Excise Tax on Private Colleges and Universities

  • A new 1.4% tax will be levied on the net investment income of private colleges and universities that meet the definition of an applicable educational institution. An applicable institution is one that in the preceding tax year had at least 500 students, had more than 50% of its students based in the U.S., was not a state college or university, and had assets in the aggregate fair market value of at least $500,000 per student (not including those used to directly carry out the institution’s exempt purpose).

UBIT Reporting

  • Unrelated business income tax (UBIT) must now be reported separately for each unrelated business. This means that organizations can no longer combine losses from separate businesses to achieve an overall net operating loss (NOL). One item to note here is that previous year NOLs will still be able to be used without regard to which business created them.  Losses arising in 2018 and later years can, however, be carried forward to offset income from the same activity.

Fringe Benefits

  • Amounts paid by the organization as qualified transportation, parking or on-premises athletic facility fringe benefits to employees may now be considered unrelated business income. These include amounts paid for commuter transportation, transit passes, qualified parking and bicycle commuting reimbursement and on-premises athletic facilities that are used almost exclusively by employees and their families.

Excess Compensation

  • An excise tax of 21% will be levied for compensation paid to a “covered employee” in excess of $1 million per year. A covered employee is considered to be a current or former chief executive officer or one of the five highest paid officers of the organization for any tax year after December 31, 2016.  Compensation paid also includes amounts not subject to substantial risk of forfeiture, so this may include pension and other deferred compensation amounts.  There are, however, some exclusions as to what is considered compensation.

Indirect Effects

Estate and GST Exclusion Amount

  • The gift and estate tax exemption and the generation-skipping transfer (GST) tax exemption amounts have been doubled to approximately $11.2 million per taxpayer. This increase could potentially lower the incentive for donors to make charitable bequests. Currently, this provision will sunset in 2025. (Read more on the estate tax impact in “Tax Reform Watch: The Impact on Your Estate Plan.”)

 Standard Deduction

  • The new law also increases the standard deduction significantly. This change will reduce the ability of the majority of taxpayers to itemize on their tax returns, and, therefore, to receive a tax deduction for their charitable contributions.  Donors may be encouraged to bunch deductions or leverage contributions through the use of a donor advised fund.  Overall this may lead to more sporadic donations to non-profits and in turn, make future planning and budgeting more difficult.

Cash Contributions

  • For taxpayers who are able to itemize, the limitation for cash contributions was increased from 50% to 60% of adjusted gross income (AGI). The Pease limitation, which set a ceiling on itemized deductions for some taxpayers with AGI over certain thresholds, was repealed — giving those who are able to itemize further incentive to make charitable contributions. Also, payments made for priority seating at college athletic events will no longer be considered a charitable deduction.
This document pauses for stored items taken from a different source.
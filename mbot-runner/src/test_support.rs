//! Shared fixtures for unit tests.

use chrono::{Duration, TimeZone, Utc};

use mbot_core::config::{MacdParams, StrategyConfig};
use mbot_core::domain::{Candle, CandleSeries};
use mbot_core::EngineParams;

/// `n` hourly bars oscillating around 100 with MACD, swing and volatility
/// columns, so MACD-cross strategies trade several times.
pub(crate) fn oscillating_series(n: usize) -> CandleSeries {
    let base = Utc.with_ymd_and_hms(2024, 1, 1, 0, 0, 0).unwrap();
    let phase = |i: usize| i as f64 * 0.45;
    let candles = (0..n)
        .map(|i| {
            let c = 100.0 + phase(i).sin() * 4.0;
            Candle::new(base + Duration::hours(i as i64), c, c + 0.8, c - 0.8, c, 5.0)
        })
        .collect();
    let columns = [
        ("macd", (0..n).map(|i| phase(i).cos()).collect::<Vec<_>>()),
        ("macd_signal", vec![0.0; n]),
        ("swing_low", (0..n).map(|i| 100.0 + phase(i).sin() * 4.0 - 2.0).collect()),
        ("swing_high", (0..n).map(|i| 100.0 + phase(i).sin() * 4.0 + 2.0).collect()),
        ("atr_pct", vec![1.5; n]),
    ];
    columns
        .into_iter()
        .fold(CandleSeries::new(candles).unwrap(), |s, (name, values)| {
            s.with_column(name, values).unwrap()
        })
}

pub(crate) fn macd_params() -> EngineParams {
    EngineParams {
        strategy: StrategyConfig::MacdCross(MacdParams::default()),
        ..EngineParams::default()
    }
}
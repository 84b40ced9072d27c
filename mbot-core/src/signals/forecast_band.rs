//! MACD entries exited at the projected forecast band.

use crate::domain::{Bar, ExitReason, Position, Side};
use crate::forecast::{LOWER_FORECAST, UPPER_FORECAST};

use super::{LinePair, SignalProvider};

/// Longs close when the high reaches the upper band, shorts when the low
/// reaches the lower band. The fill is the band value, or the open when the
/// bar opened beyond the band.
#[derive(Debug, Clone, PartialEq)]
pub struct ForecastBandExit {
    lines: LinePair,
}

impl ForecastBandExit {
    pub fn new(macd_key: impl Into<String>, signal_key: impl Into<String>) -> Self {
        Self {
            lines: LinePair::new(macd_key, signal_key),
        }
    }
}

impl Default for ForecastBandExit {
    fn default() -> Self {
        Self::new("macd", "macd_signal")
    }
}

impl SignalProvider for ForecastBandExit {
    fn name(&self) -> &str {
        "forecast_band"
    }

    fn entry(&self, prev: &Bar<'_>, curr: &Bar<'_>) -> Option<Side> {
        self.lines.cross(prev, curr)
    }

    fn exit(&self, position: &Position, _prev: &Bar<'_>, curr: &Bar<'_>) -> Option<(f64, ExitReason)> {
        let price = match position.side() {
            Side::Long => {
                let upper = curr.indicator(UPPER_FORECAST)?;
                if curr.open >= upper {
                    curr.open
                } else if curr.high >= upper {
                    upper
                } else {
                    return None;
                }
            }
            Side::Short => {
                let lower = curr.indicator(LOWER_FORECAST)?;
                if curr.open <= lower {
                    curr.open
                } else if curr.low <= lower {
                    lower
                } else {
                    return None;
                }
            }
        };
        Some((price, ExitReason::TakeProfit))
    }

    fn columns(&self) -> Vec<&str> {
        vec![
            self.lines.fast.as_str(),
            self.lines.slow.as_str(),
            UPPER_FORECAST,
            LOWER_FORECAST,
        ]
    }
}

#[cfg(test)]
mod tests {
    use super::*;
    use crate::domain::PositionLeg;
    use crate::test_support::{ohlc_series, t0, with_columns};

    fn position(side: Side) -> Position {
        Position::open(
            side,
            PositionLeg {
                entry_index: 0,
                entry_time: t0(),
                entry_price: 100.0,
                size: 1.0,
                stop_price: if side == Side::Long { 90.0 } else { 110.0 },
                take_profit: None,
                leverage: 1,
            },
        )
    }

    #[test]
    fn exits_at_band_value() {
        let s = with_columns(
            ohlc_series(&[(100.0, 101.0, 99.0, 100.0), (100.0, 104.0, 96.0, 101.0)]),
            &[
                (UPPER_FORECAST, vec![f64::NAN, 103.0]),
                (LOWER_FORECAST, vec![f64::NAN, 97.0]),
            ],
        );
        let p = ForecastBandExit::default();
        assert_eq!(
            p.exit(&position(Side::Long), &s.bar(0), &s.bar(1)),
            Some((103.0, ExitReason::TakeProfit))
        );
        assert_eq!(
            p.exit(&position(Side::Short), &s.bar(0), &s.bar(1)),
            Some((97.0, ExitReason::TakeProfit))
        );
    }

    #[test]
    fn band_beyond_the_open_fills_at_open() {
        // Stale bands sit below the long's bar and above the short's bar.
        let s = with_columns(
            ohlc_series(&[(100.0, 101.0, 99.0, 100.0), (100.0, 102.0, 99.0, 101.0)]),
            &[
                (UPPER_FORECAST, vec![f64::NAN, 80.0]),
                (LOWER_FORECAST, vec![f64::NAN, 120.0]),
            ],
        );
        let p = ForecastBandExit::default();
        assert_eq!(
            p.exit(&position(Side::Long), &s.bar(0), &s.bar(1)),
            Some((100.0, ExitReason::TakeProfit))
        );
        assert_eq!(
            p.exit(&position(Side::Short), &s.bar(0), &s.bar(1)),
            Some((100.0, ExitReason::TakeProfit))
        );
    }

    #[test]
    fn band_out_of_reach_holds() {
        let s = with_columns(
            ohlc_series(&[(100.0, 101.0, 99.0, 100.0), (100.0, 102.0, 99.0, 101.0)]),
            &[
                (UPPER_FORECAST, vec![f64::NAN, 105.0]),
                (LOWER_FORECAST, vec![f64::NAN, 95.0]),
            ],
        );
        let p = ForecastBandExit::default();
        assert_eq!(p.exit(&position(Side::Long), &s.bar(0), &s.bar(1)), None);
        assert_eq!(p.exit(&position(Side::Short), &s.bar(0), &s.bar(1)), None);
    }

    #[test]
    fn undefined_band_holds() {
        let s = with_columns(
            ohlc_series(&[(100.0, 101.0, 99.0, 100.0), (100.0, 150.0, 50.0, 101.0)]),
            &[
                (UPPER_FORECAST, vec![f64::NAN, f64::NAN]),
                (LOWER_FORECAST, vec![f64::NAN, f64::NAN]),
            ],
        );
        let p = ForecastBandExit::default();
        assert_eq!(p.exit(&position(Side::Long), &s.bar(0), &s.bar(1)), None);
        assert_eq!(p.exit(&position(Side::Short), &s.bar(0), &s.bar(1)), None);
    }
}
As fiduciaries of your not-for-profit organization, board members and executive officers need to take the initiative to understand the new tax law. It is important to identify the impact these changes will have, both from a tax filing perspective to understand any new tax liabilities, and from a budgeting perspective to proactively manage any changes in funding in the coming years.

 


Cohen & Company is not rendering legal, accounting or other professional advice. Information contained in this post is considered accurate as of the date of publishing. Any action taken based on information in this blog should be taken only after a detailed review of the specific facts, circumstances and current law.